Dying to be Thin by NOVA
I just finished watching the online episode of Dying to be Thin from PBS. You can view it here:
The show is packed with interesting quotes:
“Everyone wants to know the secret to being thin because that… that’s success… that’s love, that’s glory, that’s power – that’s a crock.”
“Sometimes they make it look so glamorous to have an eating disorder.”
“In some ways we all have distorted views of what is beautiful. And the repeated exposure to a particular image teaches you to like that particular image. And we have become so used to seeing extremely thin women that we have learned to think that this is what is beautiful.”

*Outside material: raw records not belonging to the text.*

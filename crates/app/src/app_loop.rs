use macroquad::prelude::KeyCode;
use maze_core::{Autopilot, ControlScheme, Session, SessionEvent, SessionPhase, TickInput};

use crate::brightness::{BrightnessAction, DEFAULT_BRIGHTNESS, apply_brightness_action};

#[derive(Debug, Clone, Copy, PartialEq, Eq, Default)]
pub enum Overlay {
    #[default]
    Hidden,
    Settings,
}

pub struct AppState {
    pub overlay: Overlay,
    pub brightness: f32,
    /// Set when the brightness changed this frame. The caller persists it and clears the flag.
    pub brightness_dirty: bool,
    autopilot: Option<Autopilot>,
}

impl Default for AppState {
    fn default() -> Self {
        Self::new(DEFAULT_BRIGHTNESS)
    }
}

impl AppState {
    pub fn new(brightness: f32) -> Self {
        Self { overlay: Overlay::Hidden, brightness, brightness_dirty: false, autopilot: None }
    }

    pub fn is_paused(&self) -> bool {
        self.overlay == Overlay::Settings
    }

    pub fn autopilot_active(&self) -> bool {
        self.autopilot.is_some()
    }

    /// Handles this frame's key presses, then advances the simulation by one tick and the
    /// countdown by `frame_secs` unless play is paused or not in progress.
    pub fn tick(
        &mut self,
        session: &mut Session,
        keys_pressed: &[KeyCode],
        input: TickInput,
        frame_secs: f32,
    ) -> Vec<SessionEvent> {
        if keys_pressed.contains(&KeyCode::Tab) {
            self.overlay = match self.overlay {
                Overlay::Hidden => Overlay::Settings,
                Overlay::Settings => Overlay::Hidden,
            };
        }

        if self.is_paused() {
            self.handle_settings_keys(keys_pressed);
            return Vec::new();
        }

        match session.phase() {
            SessionPhase::Setup => self.handle_setup_keys(session, keys_pressed),
            SessionPhase::Playing => {
                if keys_pressed.contains(&KeyCode::R) {
                    self.autopilot = None;
                    session.restart();
                    return Vec::new();
                }
                if keys_pressed.contains(&KeyCode::P) {
                    self.toggle_autopilot(session);
                }
            }
            SessionPhase::Won | SessionPhase::Lost => {
                if keys_pressed.contains(&KeyCode::R) {
                    session.restart();
                } else if keys_pressed.contains(&KeyCode::Enter)
                    || keys_pressed.contains(&KeyCode::Space)
                {
                    if let Err(err) = session.acknowledge() {
                        log::warn!("{err}");
                    }
                }
                return Vec::new();
            }
        }

        if session.phase() != SessionPhase::Playing {
            return Vec::new();
        }

        let input = match self.autopilot.as_mut() {
            Some(pilot) => pilot.steer(session.player()),
            None => input,
        };
        let mut events = session.step(&input);
        if session.phase() == SessionPhase::Playing {
            events.extend(session.advance_clock(frame_secs));
        }
        if session.phase() != SessionPhase::Playing {
            self.autopilot = None;
        }
        events
    }

    fn handle_setup_keys(&mut self, session: &mut Session, keys_pressed: &[KeyCode]) {
        let control = if keys_pressed.contains(&KeyCode::Key1) {
            ControlScheme::MouseKeyboard
        } else if keys_pressed.contains(&KeyCode::Key2) {
            ControlScheme::Touch
        } else {
            return;
        };
        if let Err(err) = session.begin(control) {
            log::warn!("{err}");
        }
    }

    fn handle_settings_keys(&mut self, keys_pressed: &[KeyCode]) {
        let action = if keys_pressed.contains(&KeyCode::RightBracket) {
            BrightnessAction::Increase
        } else if keys_pressed.contains(&KeyCode::LeftBracket) {
            BrightnessAction::Decrease
        } else if keys_pressed.contains(&KeyCode::Key0) {
            BrightnessAction::Reset
        } else {
            return;
        };
        let next = apply_brightness_action(self.brightness, action);
        if next != self.brightness {
            self.brightness = next;
            self.brightness_dirty = true;
        }
    }

    fn toggle_autopilot(&mut self, session: &Session) {
        if self.autopilot.take().is_some() {
            return;
        }
        let speed = session.config().move_speed;
        self.autopilot = Autopilot::plan(session.grid(), session.player(), speed);
        if self.autopilot.is_none() {
            log::warn!("no route to the key avoids the locked exit; autopilot unavailable");
        }
    }
}

#[cfg(test)]
mod tests {
    use super::*;
    use maze_core::{GameConfig, LookDelta, MovementIntent};

    fn session(time_limit_secs: u32) -> Session {
        let config = GameConfig { time_limit_secs, ..GameConfig::default() };
        Session::new(config, 17).expect("valid config")
    }

    #[test]
    fn number_keys_pick_the_control_scheme() {
        let mut session = session(60);
        let mut app = AppState::default();

        app.tick(&mut session, &[], TickInput::IDLE, 0.016);
        assert_eq!(session.phase(), SessionPhase::Setup);

        app.tick(&mut session, &[KeyCode::Key2], TickInput::IDLE, 0.016);
        assert_eq!(session.phase(), SessionPhase::Playing);
        assert_eq!(session.control(), Some(ControlScheme::Touch));
    }

    #[test]
    fn settings_overlay_freezes_movement_and_the_clock() {
        let mut session = session(60);
        let mut app = AppState::default();
        app.tick(&mut session, &[KeyCode::Key1], TickInput::IDLE, 0.0);
        app.tick(&mut session, &[KeyCode::Tab], TickInput::IDLE, 0.0);
        assert!(app.is_paused());

        let before = *session.player();
        let walk = TickInput {
            intent: MovementIntent::from_axes(1.0, 0.0, 0.5),
            look: LookDelta { yaw: 0.4, pitch: 0.0 },
        };
        for _ in 0..10 {
            app.tick(&mut session, &[], walk, 1.0);
        }
        assert_eq!(*session.player(), before);
        assert_eq!(session.time_left(), 60);

        app.tick(&mut session, &[KeyCode::Tab], TickInput::IDLE, 1.0);
        assert!(!app.is_paused());
        assert_eq!(session.time_left(), 59);
    }

    #[test]
    fn brackets_adjust_brightness_only_in_settings() {
        let mut session = session(60);
        let mut app = AppState::default();

        app.tick(&mut session, &[KeyCode::RightBracket], TickInput::IDLE, 0.0);
        assert_eq!(app.brightness, 1.0);
        assert!(!app.brightness_dirty);

        app.tick(&mut session, &[KeyCode::Tab], TickInput::IDLE, 0.0);
        app.tick(&mut session, &[KeyCode::RightBracket], TickInput::IDLE, 0.0);
        assert!((app.brightness - 1.1).abs() < 0.0001);
        assert!(app.brightness_dirty);

        app.brightness_dirty = false;
        app.tick(&mut session, &[KeyCode::Key0], TickInput::IDLE, 0.0);
        assert_eq!(app.brightness, 1.0);
        assert!(app.brightness_dirty);
    }

    #[test]
    fn timeout_then_acknowledge_returns_to_setup() {
        let mut session = session(2);
        let mut app = AppState::default();
        app.tick(&mut session, &[KeyCode::Key1], TickInput::IDLE, 0.0);

        let events = app.tick(&mut session, &[], TickInput::IDLE, 2.5);
        assert_eq!(events, vec![SessionEvent::TimedOut]);
        assert_eq!(session.phase(), SessionPhase::Lost);

        app.tick(&mut session, &[KeyCode::Enter], TickInput::IDLE, 0.0);
        assert_eq!(session.phase(), SessionPhase::Setup);
        assert_eq!(session.time_left(), 2);
    }

    #[test]
    fn restart_key_replaces_the_maze_mid_round() {
        let mut session = session(60);
        let mut app = AppState::default();
        app.tick(&mut session, &[KeyCode::Key1], TickInput::IDLE, 0.0);
        app.tick(&mut session, &[], TickInput::IDLE, 3.0);
        assert_eq!(session.time_left(), 57);

        app.tick(&mut session, &[KeyCode::R], TickInput::IDLE, 0.0);
        assert_eq!(session.phase(), SessionPhase::Playing);
        assert_eq!(session.time_left(), 60);
        assert_eq!(session.mazes_generated(), 2);
    }
}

“The whole society is involved in the perfection game; that we can all fix our bodies, make our bodies over. “
“I see the common theme in all of this is that women are using the appetite as a voice and they’re using the appetite to express different things depending on their situation.”
“When I was heavy, I was ignored instead of nurtured. And when I was really thin all of a sudden I was nurtured and taken care of and the teachers loved me and they cared about me. Gaining weight was the worst thing. I was just so ashamed of my body. I felt like I was the biggest failure.”
“The scale becomes your altar. It becomes the site where you pray every morning. You pray that it will be down another pound or another ounce or anything to show that the work that you’re doing – and the work is starving – is working, because other things in your life aren’t working.”
“I believe that very few women escape a battle with their bodies.”
“During a binge people will typically report something changes. At least they feel numb – they’re not thinking about whatever it is that they were worrying about. So there is a reward there. They don’t feel good, but they feel different and they feel some relief.”
“Plus size is no different than being skinny. It’s just another way of being beautiful.”
It was a little glurgy at the end with the “cured” girl writing a letter to the hospital that treated her. but it had a lot of good things to say also.
The most interesting portion of the show for me was the section about bulimia. I don’t have purging problems, but I have dealt with bingeing ever since childhood. I was surprised to learn that it takes about three months of staying away from bingeing before the body recovers and starts acting like a normal digestive system. The signal of fullness isn’t as strong with someone who has regularly binged as with a normal person, and it takes three months of not bingeing to start getting back to normal.
I’ve never gone three months without bingeing my entire life.
That’s probably why weight loss is still a struggle for me, so my new goal is to refrain from bingeing for over three months. That is what I’m striving for to get my body back to normalcy. This was a very helpful documentary for me, even though it focused on anorexia nervosa instead of binge eating.